* _Task directions_: Within the records below, reproduce without change the lines from the line that has "self.events.clone()" through the line that has "pub async fn stop(&self)", and only those.

[Excerpts from a dataset]
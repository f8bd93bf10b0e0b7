use std::sync::Arc;
use tokio::sync::{mpsc, watch, Mutex};
use tokio::task::JoinHandle;
use tracing::{error, info, warn};

use super::processor::SalesProcessor;

/// Where the recognition loop currently is.
#[derive(Debug, Clone, Copy, PartialEq, Eq)]
pub enum VoiceState {
    Idle,
    Listening,
    /// Recognition ended on its own; the driver should start it again
    Restarting,
}

/// Errors reported by the external recognition engine.
#[derive(Debug, Clone, PartialEq, Eq)]
pub enum VoiceError {
    /// Microphone permission denied; do not retry
    NotAllowed,
    Network,
    Audio,
    /// Silence timeouts are routine and recoverable
    NoSpeech,
    Other(String),
}

/// Events fed in by whatever drives the actual recognition engine.
#[derive(Debug, Clone)]
pub enum VoiceEvent {
    Started,
    Transcript(String),
    Ended,
    Error(VoiceError),
    StopRequested,
}

/// Keeps continuous listening alive across the engine's own session
/// limits. The engine itself is external; this loop owns the intent:
/// once started, every non-manual end transitions to `Restarting` so the
/// driver brings recognition back up. Only an explicit stop or a
/// permission error parks it in `Idle`.
pub struct VoiceControl {
    events: mpsc::Sender<VoiceEvent>,
    state: watch::Receiver<VoiceState>,
    worker: Mutex<Option<JoinHandle<()>>>,
}

impl VoiceControl {
    pub fn new(processor: Arc<SalesProcessor>) -> Self {
        let (event_tx, event_rx) = mpsc::channel(64);
        let (state_tx, state_rx) = watch::channel(VoiceState::Idle);

        let worker = tokio::spawn(run(processor, event_rx, state_tx));

        Self {
            events: event_tx,
            state: state_rx,
            worker: Mutex::new(Some(worker)),
        }
    }

    /// Handle for the recognition driver to report engine events.
    pub fn events(&self) -> mpsc::Sender<VoiceEvent> {
        self.events.clone()
    }

    pub fn state(&self) -> VoiceState {
        *self.state.borrow()
    }

    /// Watch handle for drivers that need to react to state transitions
    /// (e.g. restart the engine when the state becomes `Restarting`).
    pub fn subscribe(&self) -> watch::Receiver<VoiceState> {
        self.state.clone()
    }

    pub async fn stop(&self) {
        let _ = self.events.send(VoiceEvent::StopRequested).await;
    }

    pub async fn shutdown(&self) {
        let handle = self.worker.lock().await.take();
        if let Some(handle) = handle {
            handle.abort();
            let _ = handle.await;
        }
    }
}

async fn run(
    processor: Arc<SalesProcessor>,
    mut events: mpsc::Receiver<VoiceEvent>,
    state: watch::Sender<VoiceState>,
) {
    // Set once the operator stops listening or permission is denied;
    // suppresses the automatic restart on Ended
    let mut stopped = true;

    while let Some(event) = events.recv().await {
        match event {
            VoiceEvent::Started => {
                stopped = false;
                info!("voice recognition started");
                let _ = state.send(VoiceState::Listening);
            }
            VoiceEvent::Transcript(text) => {
                if *state.borrow() != VoiceState::Listening {
                    continue;
                }
                match processor.process_voice_command(&text).await {
                    Ok(outcome) => info!(text = %text, ?outcome, "voice command resolved"),
                    Err(err) => error!(text = %text, error = %err, "voice command failed"),
                }
            }
            VoiceEvent::Ended => {
                if stopped {
                    let _ = state.send(VoiceState::Idle);
                } else {
                    // Engines cap session length; come straight back up
                    info!("voice recognition ended, restarting");
                    let _ = state.send(VoiceState::Restarting);
                }
            }
            VoiceEvent::Error(VoiceError::NotAllowed) => {
                warn!("microphone permission denied, voice control disabled");
                stopped = true;
                let _ = state.send(VoiceState::Idle);
            }
            VoiceEvent::Error(err) => {
                // Recoverable: stay up, the following Ended restarts us
                warn!(?err, "voice recognition error");
            }
            VoiceEvent::StopRequested => {
                info!("voice recognition stopped by operator");
                stopped = true;
                let _ = state.send(VoiceState::Idle);
            }
        }
    }
}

* _Final answer_:
        self.events.clone()
    }

    pub fn state(&self) -> VoiceState {
        *self.state.borrow()
    }

    /// Watch handle for drivers that need to react to state transitions
    /// (e.g. restart the engine when the state becomes `Restarting`).
    pub fn subscribe(&self) -> watch::Receiver<VoiceState> {
        self.state.clone()
    }

    pub async fn stop(&self) {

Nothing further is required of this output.